Landowners Agree to Develop Endangered Species Habitat

HFRP Landowner Spotlight

 With the money from the lease agreement, the McCrarys were able to purchase this tractor. While they say it makes their life much easier, they feel that in order to pay forward the good thing that has happened for them, they will use the tractor to help others. They took it to Arkansas January 1, 2011, and helped clean up storm damage from a tornado.

With the money from the lease agreement, the McCrarys were able to purchase this tractor. While they say it makes their life much easier, they feel that in order to pay forward the good thing that has happened for them, they will use the tractor to help others. They took it to Arkansas January 1, 2011, and helped clean up storm damage from a tornado.

 

 

Free range turkeys

These two turkeys are Kathryn’s Bourbon Reds. She says she loves all of her turkeys but she is most proud of these. The easement has made it possible for the McCrary’s to expand their organic, free-range turkey business. They say the benefit to them is outweighed by the restoration the land will experience and the legacy they will be able to give to future generations.

She opens the gate to the temporary fencing that surrounds the organic, free-range turkeys she and her husband started raising; Kathryn McCrary yells over to the birds, “how you guys doin’ over there?” A chorus of 60 eager gobblers respond emphatically.
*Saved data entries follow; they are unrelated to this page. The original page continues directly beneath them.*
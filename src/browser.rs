use async_trait::async_trait;
use fantoccini::error::CmdError;
use fantoccini::key::Key;
use fantoccini::{Client, ClientBuilder, Locator};
use serde_json::json;
use std::time::{Duration, Instant};

use crate::search::{BrowserLauncher, BrowserSession, SearchError};

// How long to wait for the post-submit navigation before scraping anyway
const NAVIGATION_SETTLE: Duration = Duration::from_secs(10);
const POLL_INTERVAL: Duration = Duration::from_millis(200);

// Submits the form enclosing arguments[0] the way a user-initiated submit
// does: walk up from the typed field itself, fire a cancelable `submit` event
// so page handlers run, and only fall through to the native submit when no
// handler cancelled it.
const SUBMIT_ENCLOSING_FORM: &str = r#"
var node = arguments[0];
while (node && !(node.nodeName && node.nodeName.toUpperCase() === 'FORM')) {
    node = node.parentNode;
}
if (!node) { return 'no-form'; }
var event = new Event('submit', { bubbles: true, cancelable: true });
if (!node.dispatchEvent(event)) { return 'cancelled'; }
HTMLFormElement.prototype.submit.call(node);
return 'submitted';
"#;

#[derive(Debug, Clone, Copy, PartialEq, Eq)]
enum SubmitOutcome {
    Submitted,
    // a submit listener called preventDefault and ran the search itself
    HandledByPage,
    NoForm,
}

impl SubmitOutcome {
    fn from_script(value: &serde_json::Value) -> Result<Self, SearchError> {
        match value.as_str() {
            Some("submitted") => Ok(SubmitOutcome::Submitted),
            Some("cancelled") => Ok(SubmitOutcome::HandledByPage),
            Some("no-form") => Ok(SubmitOutcome::NoForm),
            _ => Err(SearchError::Driver(format!("unexpected submit result: {value}"))),
        }
    }
}

/// Starts headless Chrome sessions through a running WebDriver service.
pub struct WebDriverLauncher {
    webdriver_url: String,
}

impl WebDriverLauncher {
    pub fn new(webdriver_url: impl Into<String>) -> Self {
        Self {
            webdriver_url: webdriver_url.into(),
        }
    }

    fn capabilities() -> serde_json::Map<String, serde_json::Value> {
        let mut caps = serde_json::Map::new();
        caps.insert(
            "goog:chromeOptions".to_string(),
            json!({
                "args": [
                    "--headless=new",
                    "--disable-gpu",
                    "--no-sandbox",
                    "--disable-dev-shm-usage",
                ]
            }),
        );
        caps
    }
}

#[async_trait]
impl BrowserLauncher for WebDriverLauncher {
    async fn launch(&self) -> Result<Box<dyn BrowserSession>, SearchError> {
        let client = ClientBuilder::native()
            .capabilities(Self::capabilities())
            .connect(&self.webdriver_url)
            .await
            .map_err(|e| SearchError::Launch(e.to_string()))?;

        tracing::debug!(webdriver = %self.webdriver_url, "browser session started");
        Ok(Box::new(WebDriverSession { client }))
    }
}

pub struct WebDriverSession {
    client: Client,
}

fn driver_err(e: CmdError) -> SearchError {
    SearchError::Driver(e.to_string())
}

impl WebDriverSession {
    // Wait until the URL moves off `before`, then for a body on the new page
    async fn settle_after_submit(&self, before: &str) -> Result<(), SearchError> {
        let deadline = Instant::now() + NAVIGATION_SETTLE;
        loop {
            let current = self.client.current_url().await.map_err(driver_err)?;
            if current.as_str() != before {
                break;
            }
            if Instant::now() >= deadline {
                tracing::debug!(url = %before, "url unchanged after submit, scraping in place");
                break;
            }
            tokio::time::sleep(POLL_INTERVAL).await;
        }

        self.client
            .wait()
            .at_most(NAVIGATION_SETTLE)
            .for_element(Locator::Css("body"))
            .await
            .map_err(|e| SearchError::Navigation(e.to_string()))?;
        Ok(())
    }
}

#[async_trait]
impl BrowserSession for WebDriverSession {
    async fn navigate(&mut self, url: &str) -> Result<(), SearchError> {
        self.client
            .goto(url)
            .await
            .map_err(|e| SearchError::Navigation(e.to_string()))
    }

    async fn submit_query(&mut self, field_name: &str, text: &str) -> Result<(), SearchError> {
        let selector = format!("[name=\"{}\"]", field_name);
        let field = match self.client.find(Locator::Css(&selector)).await {
            Ok(el) => el,
            Err(e) if e.is_no_such_element() => {
                return Err(SearchError::FieldNotFound(field_name.to_string()));
            }
            Err(e) => return Err(driver_err(e)),
        };

        let before = self.client.current_url().await.map_err(driver_err)?;
        field.send_keys(text).await.map_err(driver_err)?;

        let field_ref = serde_json::to_value(&field)
            .map_err(|e| SearchError::Driver(format!("cannot pass field to script: {e}")))?;
        let raw = self
            .client
            .execute(SUBMIT_ENCLOSING_FORM, vec![field_ref])
            .await
            .map_err(driver_err)?;

        match SubmitOutcome::from_script(&raw)? {
            SubmitOutcome::Submitted => {}
            SubmitOutcome::HandledByPage => tracing::debug!("submit handled by page script"),
            // field outside a form, pressing Enter is what a user would do
            SubmitOutcome::NoForm => {
                let enter = char::from(Key::Enter).to_string();
                field.send_keys(&enter).await.map_err(driver_err)?;
            }
        }

        self.settle_after_submit(before.as_str()).await
    }

    async fn extract(&mut self, selector: &str, limit: usize) -> Result<Vec<String>, SearchError> {
        let elements = self
            .client
            .find_all(Locator::Css(selector))
            .await
            .map_err(driver_err)?;

        let mut texts = Vec::with_capacity(limit.min(elements.len()));
        for el in elements.into_iter().take(limit) {
            texts.push(el.text().await.map_err(driver_err)?);
        }
        Ok(texts)
    }

    async fn close(self: Box<Self>) -> Result<(), SearchError> {
        self.client.close().await.map_err(driver_err)
    }
}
McCrary says, “We have all this fenced off here for them to stay in. (Don) moved them out from the houses. I said, ‘Did you fix that fence on the back side?’ He said, ‘No we just have an agreement, they don’t get out.’ I came home one Friday night and there was turkeys everywhere and I was freaking. He said, ‘calm down just watch this.’ He goes over, rounds them up and back in the pen they go.”

The 340 acres of wooded farmland the McCrary’s own in Delaware County was passed down through Don’s side of the family. Over time they have raised a few cattle but the land sat largely unused while the couple pursued business careers. The down turn in the economy and increasing health challenges left the couple with only one option, making a living off their land. Kathryn thought if she was good at raising chickens then she would do well raising turkeys. They purchased some poults but Kathryn soon found raising turkeys has unique challenges.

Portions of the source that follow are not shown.